→ The task
Set down the full data below exactly as given, please.

Saved entries:
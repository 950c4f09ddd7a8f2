use anyhow::Result;
use nbr_algo::{size_project, ProjectReport, SizingContext};
use nbr_cli::{CalculatorConfig, OutputFormat};
use nbr_core::ReferenceData;
use std::io::{self, Write};
use std::path::Path;
use tabwriter::TabWriter;
use tracing::info;

use crate::commands::util::{load_project, print_diagnostics, print_json};

pub fn handle(
    path: &Path,
    format: OutputFormat,
    config: &CalculatorConfig,
    tables: &ReferenceData,
) -> Result<()> {
    let project = load_project(path)?;
    info!("Sizing {} circuits of '{}'", project.circuit_count(), project.name);

    let ctx = SizingContext::new(&project, tables, &config.sizing);
    let report = size_project(&ctx)?;

    match format {
        OutputFormat::Plain => print_table(&report, config.display.decimals),
        OutputFormat::Json => print_json(&report),
    }
}

fn print_table(report: &ProjectReport, decimals: usize) -> Result<()> {
    let mut writer = TabWriter::new(io::stdout());
    writeln!(
        writer,
        "CIRCUIT\tPOWER\tCURRENT\tBREAKER\tWIRE\tGOVERNED BY\tVOLTAGE DROP"
    )?;
    for entry in &report.circuits {
        let name = format!("{}{}", "  ".repeat(entry.depth), entry.name);
        match &entry.sizing {
            Some(sizing) => writeln!(
                writer,
                "{}\t{:.*}\t{:.*}\t{}\t{:.1}\t{}\t{:.*}%",
                name,
                decimals,
                sizing.power,
                decimals,
                sizing.current,
                sizing.breaker,
                sizing.wire.section,
                sizing.governing,
                decimals,
                sizing.voltage_drop * 100.0
            )?,
            None => writeln!(writer, "{}\t-\t-\t-\t-\t-\t-", name)?,
        }
    }
    writer.flush()?;

    println!();
    println!(
        "Installed power: {:.*}  Demanded power: {:.*}",
        decimals, report.installed_power, decimals, report.demanded_power
    );
    print_diagnostics(&report.diagnostics);
    Ok(())
}
//! Sample project written by `nbr new`.

use nbr_core::{
    Celsius, Circuit, ConduitRun, LoadType, Meters, NbrResult, Project, ReferenceMethod,
    SquareMillimeters, Supply, Volts, Watts, WireInsulation, WireMaterial, WireType,
};

/// A small house: one panel feeding three circuits, plus a three-phase pump.
pub fn sample_project(name: &str) -> NbrResult<Project> {
    let mut project = Project::new(name);

    let mains = project.add_supply(Supply::new(Volts(220.0), 1))?;
    let three_phase = project.add_supply(Supply::new(Volts(380.0), 3))?;

    let lighting = project.add_load_type(LoadType::new("Lighting", SquareMillimeters(1.5), 1.0))?;
    let outlets = project.add_load_type(LoadType::new("Outlets", SquareMillimeters(2.5), 0.8))?;
    let heating = project.add_load_type(LoadType::new("Heating", SquareMillimeters(2.5), 1.0))?;
    let motors = project.add_load_type(LoadType::new("Motors", SquareMillimeters(2.5), 1.0))?;

    let pvc = project.add_wire_type(WireType::new(WireMaterial::Copper, WireInsulation::Pvc))?;

    let ground_floor = project.add_conduit_run(
        ConduitRun::new("Ground floor", ReferenceMethod::B1, Celsius(30.0))
            .with_length(Meters(20.0)),
    )?;
    let utility = project.add_conduit_run(
        ConduitRun::new("Utility room", ReferenceMethod::B1, Celsius(35.0))
            .with_length(Meters(25.0)),
    )?;
    project.set_default_conduit_run(Some(ground_floor))?;

    let panel = project.insert_circuit(
        None,
        0,
        Circuit::upstream("Panel", mains, outlets, pvc, Meters(6.0))
            .with_description("Main distribution board"),
    )?;
    let branches = [
        ("Lighting", lighting, 18.0, 800.0),
        ("Kitchen", outlets, 12.0, 3300.0),
        ("Shower", heating, 9.0, 5500.0),
    ];
    let mut members = vec![panel];
    for (position, (name, load_type, length, power)) in branches.into_iter().enumerate() {
        let circuit = Circuit::terminal(name, mains, load_type, pvc, Meters(length), Watts(power));
        members.push(project.insert_circuit(Some(panel), position, circuit)?);
    }
    for member in members {
        project.assign_to_conduit_run(member, ground_floor, None)?;
    }

    let pump = project.insert_circuit(
        None,
        1,
        Circuit::terminal("Pump", three_phase, motors, pvc, Meters(25.0), Watts(3700.0)),
    )?;
    project.assign_to_conduit_run(pump, utility, None)?;

    Ok(project)
}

→ Answer box
repository 950c4f09ddd7a8f2
use anyhow::Result;
use nbr_algo::{size_project, ProjectReport, SizingContext};
use nbr_cli::{CalculatorConfig, OutputFormat};
use nbr_core::ReferenceData;
use std::io::{self, Write};
use std::path::Path;
use tabwriter::TabWriter;
use tracing::info;

use crate::commands::util::{load_project, print_diagnostics, print_json};

pub fn handle(
    path: &Path,
    format: OutputFormat,
    config: &CalculatorConfig,
    tables: &ReferenceData,
) -> Result<()> {
    let project = load_project(path)?;
    info!("Sizing {} circuits of '{}'", project.circuit_count(), project.name);

    let ctx = SizingContext::new(&project, tables, &config.sizing);
    let report = size_project(&ctx)?;

    match format {
        OutputFormat::Plain => print_table(&report, config.display.decimals),
        OutputFormat::Json => print_json(&report),
    }
}

fn print_table(report: &ProjectReport, decimals: usize) -> Result<()> {
    let mut writer = TabWriter::new(io::stdout());
    writeln!(
        writer,
        "CIRCUIT\tPOWER\tCURRENT\tBREAKER\tWIRE\tGOVERNED BY\tVOLTAGE DROP"
    )?;
    for entry in &report.circuits {
        let name = format!("{}{}", "  ".repeat(entry.depth), entry.name);
        match &entry.sizing {
            Some(sizing) => writeln!(
                writer,
                "{}\t{:.*}\t{:.*}\t{}\t{:.1}\t{}\t{:.*}%",
                name,
                decimals,
                sizing.power,
                decimals,
                sizing.current,
                sizing.breaker,
                sizing.wire.section,
                sizing.governing,
                decimals,
                sizing.voltage_drop * 100.0
            )?,
            None => writeln!(writer, "{}\t-\t-\t-\t-\t-\t-", name)?,
        }
    }
    writer.flush()?;

    println!();
    println!(
        "Installed power: {:.*}  Demanded power: {:.*}",
        decimals, report.installed_power, decimals, report.demanded_power
    );
    print_diagnostics(&report.diagnostics);
    Ok(())
}
//! Sample project written by `nbr new`.

use nbr_core::{
    Celsius, Circuit, ConduitRun, LoadType, Meters, NbrResult, Project, ReferenceMethod,
    SquareMillimeters, Supply, Volts, Watts, WireInsulation, WireMaterial, WireType,
};

/// A small house: one panel feeding three circuits, plus a three-phase pump.
pub fn sample_project(name: &str) -> NbrResult<Project> {
    let mut project = Project::new(name);

    let mains = project.add_supply(Supply::new(Volts(220.0), 1))?;
    let three_phase = project.add_supply(Supply::new(Volts(380.0), 3))?;

    let lighting = project.add_load_type(LoadType::new("Lighting", SquareMillimeters(1.5), 1.0))?;
    let outlets = project.add_load_type(LoadType::new("Outlets", SquareMillimeters(2.5), 0.8))?;
    let heating = project.add_load_type(LoadType::new("Heating", SquareMillimeters(2.5), 1.0))?;
    let motors = project.add_load_type(LoadType::new("Motors", SquareMillimeters(2.5), 1.0))?;

    let pvc = project.add_wire_type(WireType::new(WireMaterial::Copper, WireInsulation::Pvc))?;

    let ground_floor = project.add_conduit_run(
        ConduitRun::new("Ground floor", ReferenceMethod::B1, Celsius(30.0))
            .with_length(Meters(20.0)),
    )?;
    let utility = project.add_conduit_run(
        ConduitRun::new("Utility room", ReferenceMethod::B1, Celsius(35.0))
            .with_length(Meters(25.0)),
    )?;
    project.set_default_conduit_run(Some(ground_floor))?;

    let panel = project.insert_circuit(
        None,
        0,
        Circuit::upstream("Panel", mains, outlets, pvc, Meters(6.0))
            .with_description("Main distribution board"),
    )?;
    let branches = [
        ("Lighting", lighting, 18.0, 800.0),
        ("Kitchen", outlets, 12.0, 3300.0),
        ("Shower", heating, 9.0, 5500.0),
    ];
    let mut members = vec![panel];
    for (position, (name, load_type, length, power)) in branches.into_iter().enumerate() {
        let circuit = Circuit::terminal(name, mains, load_type, pvc, Meters(length), Watts(power));
        members.push(project.insert_circuit(Some(panel), position, circuit)?);
    }
    for member in members {
        project.assign_to_conduit_run(member, ground_floor, None)?;
    }

    let pump = project.insert_circuit(
        None,
        1,
        Circuit::terminal("Pump", three_phase, motors, pvc, Meters(25.0), Watts(3700.0)),
    )?;
    project.assign_to_conduit_run(pump, utility, None)?;

    Ok(project)
}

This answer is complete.